On Becoming Lowrey E Gray

THE FULL ARTICLE – this was the basis of the Evening Leader article along with a telephone interview.


You won’t have heard of me.  Yet.  I barely exist myself.  But the ink is drying on the first print run of my poetry publication and my debut sharing at an open mic event will have taken place by the time you are reading this.  At 43, midway-ish (maybe) on life’s journey, it seems a sensible enough place to stop, reflect and take a conscious moment or two to evaluate just what I am all about.

During 2020/21, I ‘became’ Lowrey E Gray; not by choice it must be said, but rather by a combination of necessity and circumstance. Until 2019, the thought of becoming a published writer was a childhood dream as fantastical as becoming a rock star or discovering a world changing invention.  I devoured books like chocolate in my youth and sending letters to pen-pals was my first major writing outlet.  In 1991, I submitted a poem to a couple of publishing houses and received, as all writers receive, my rejection letters.  I kept them.  The advice, though a blow at the time, was sound and when I re-read them last year, I understood, as a 42 year old, their wisdom: “Share your writing with family and friends.”  I have fond appreciation for the handwritten ‘P.S’ on the bottom of the stock reply letter with a personal apology for not being able to use my work, ‘in these challenging times’.  It makes me smile now.  I have no idea what the ‘challenging times’ were that she was referring to – I was 13 and that was a world before the internet told us everything we did and didn’t need to know.  My challenging times back then were entirely self-indulgent and no doubt centred on whether the current crush had said ‘hello’ that day; that was enough drama for 13.

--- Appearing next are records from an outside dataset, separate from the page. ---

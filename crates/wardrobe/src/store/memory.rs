use std::collections::BTreeMap;

use super::{Store, StoreError, check_quota};

/// An in-memory [`Store`] with an optional byte quota.
///
/// Usage is counted as the sum of key and value lengths in bytes.
#[derive(Debug, Clone, Default, PartialEq, Eq)]
pub struct MemoryStore {
    entries: BTreeMap<String, String>,
    quota: Option<usize>,
}

impl MemoryStore {
    /// Creates an unbounded store.
    #[must_use]
    pub fn new() -> Self {
        Self::default()
    }

    /// Creates a store that holds at most `quota` bytes.
    #[must_use]
    pub fn with_quota(quota: usize) -> Self {
        Self {
            entries: BTreeMap::new(),
            quota: Some(quota),
        }
    }

    /// Returns the bytes currently used.
    #[must_use]
    pub fn usage(&self) -> usize {
        self.entries.iter().map(|(k, v)| k.len() + v.len()).sum()
    }
}

impl Store for MemoryStore {
    fn get(&self, key: &str) -> Result<Option<String>, StoreError> {
        Ok(self.entries.get(key).cloned())
    }

    fn put(&mut self, key: &str, value: String) -> Result<(), StoreError> {
        let current = self.entries.get(key).map_or(0, |v| key.len() + v.len());
        check_quota(self.quota, self.usage() - current, key.len() + value.len())?;

        self.entries.insert(key.to_string(), value);
        Ok(())
    }

    fn delete(&mut self, key: &str) -> Result<(), StoreError> {
        self.entries.remove(key);
        Ok(())
    }

    fn keys(&self) -> Result<Vec<String>, StoreError> {
        Ok(self.entries.keys().cloned().collect())
    }
}
//! Checked numeric inputs.
//!
//! A [`Constrained<T, C>`] holds a value that passed the check for marker `C`
//! when it was built. Body inputs rely on this: a [`Height`](crate::Height)
//! is a `Constrained<Length, FinitePositive>`, so the estimator never sees a
//! zero, negative, NaN or infinite height.

mod finite_positive;

use std::marker::PhantomData;

use thiserror::Error;

pub use finite_positive::{Finite, FinitePositive};

/// A check applied once, when a [`Constrained`] value is built.
pub trait Constraint<T> {
    /// Checks `value` against the rule.
    ///
    /// # Errors
    ///
    /// Returns the [`ConstraintError`] naming the broken rule.
    fn check(value: &T) -> Result<(), ConstraintError>;
}

/// The rule a rejected value broke.
#[derive(Debug, Clone, Copy, PartialEq, Eq, Error)]
#[non_exhaustive]
pub enum ConstraintError {
    #[error("value must not be negative")]
    Negative,
    #[error("value must not be zero")]
    Zero,
    #[error("value is not a number")]
    NotANumber,
    #[error("value is not finite")]
    NotFinite,
}

/// A value known to satisfy the constraint `C`.
///
/// # Example
///
/// ```
/// use patternfit_core::constraint::{Constrained, ConstraintError, FinitePositive};
///
/// let n = Constrained::<_, FinitePositive>::new(68.0).unwrap();
/// assert_eq!(n.into_inner(), 68.0);
///
/// assert_eq!(
///     Constrained::<_, FinitePositive>::new(f64::INFINITY).unwrap_err(),
///     ConstraintError::NotFinite,
/// );
/// ```
#[derive(Debug, Clone, Copy, PartialEq, PartialOrd)]
pub struct Constrained<T, C: Constraint<T>> {
    value: T,
    _marker: PhantomData<C>,
}

impl<T, C: Constraint<T>> Constrained<T, C> {
    /// Checks `value` and wraps it.
    ///
    /// # Errors
    ///
    /// Returns the error from `C::check` if the value is rejected.
    pub fn new(value: T) -> Result<Self, ConstraintError> {
        C::check(&value)?;
        Ok(Self {
            value,
            _marker: PhantomData,
        })
    }

    /// Unwraps the checked value.
    pub fn into_inner(self) -> T {
        self.value
    }
}

impl<T, C: Constraint<T>> AsRef<T> for Constrained<T, C> {
    fn as_ref(&self) -> &T {
        &self.value
    }
}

So, it is with some beautiful poetic irony that the unquestionably challenging times of 2020/21 were indeed the very catalyst which led to the voice of Lowrey E Gray refusing to remain subdued and the creative dam within me breaking with really quite unnerving force.  There were days I was pulling over into laybys to write pieces down, staling supermarket queues while I hastily typed lines into my beloved Samsung Notes, and lurching bleary eyed out of bed at 2am to write verses down lest they drifted away by morning with my dreams.  Never has a quote resonated more to encapsulate those months as that of Sylvia Plath, “I write only because there is a voice within me that will not be still.”

Still?  She was relentless, restless and reckless.  But I absolutely fell in love with her.

That which prevented my work being published at 13 became the gateway to self-publishing at 42.

Writing the pieces was the easy part for me compared with deciding what on earth to do with them.  These were not the teen angsty, self-deprecating poems of woe and want destined to be shredded on maturity or locked in the loft for eye-rolling nostalgic indulgence.  Lowrey E Gray had something to say and I knew I was tasked with the responsibility of finding a way to do that.  The problem was, this creative voice was locked within an introvert, one who was  burnt out on navigating a family through a global meltdown.

With the support of very trusted life-long friends, who helped with not only the motivation but also the technical aspects of ICT, the pieces started to find small audiences. These people, who showed their belief in what I was doing, along with seeing other childhood friends sharing their music and art, gave me the confidence to start posting on social media groups.  I am sure it is a paradox which is well known to many writers – the conflict between wanting to share your work pitted against recoiling against attention…or perhaps, more so the fear of criticism or failure.  Eventually the words win, and they simply demand to be read.  It seems odd at times, accepting credit for their creation, as I see myself more as a vehicle through which these ideas find the people they need to find.  Knowing the words have reached, and given comfort to, a stranger in another country, is a very humbling feeling.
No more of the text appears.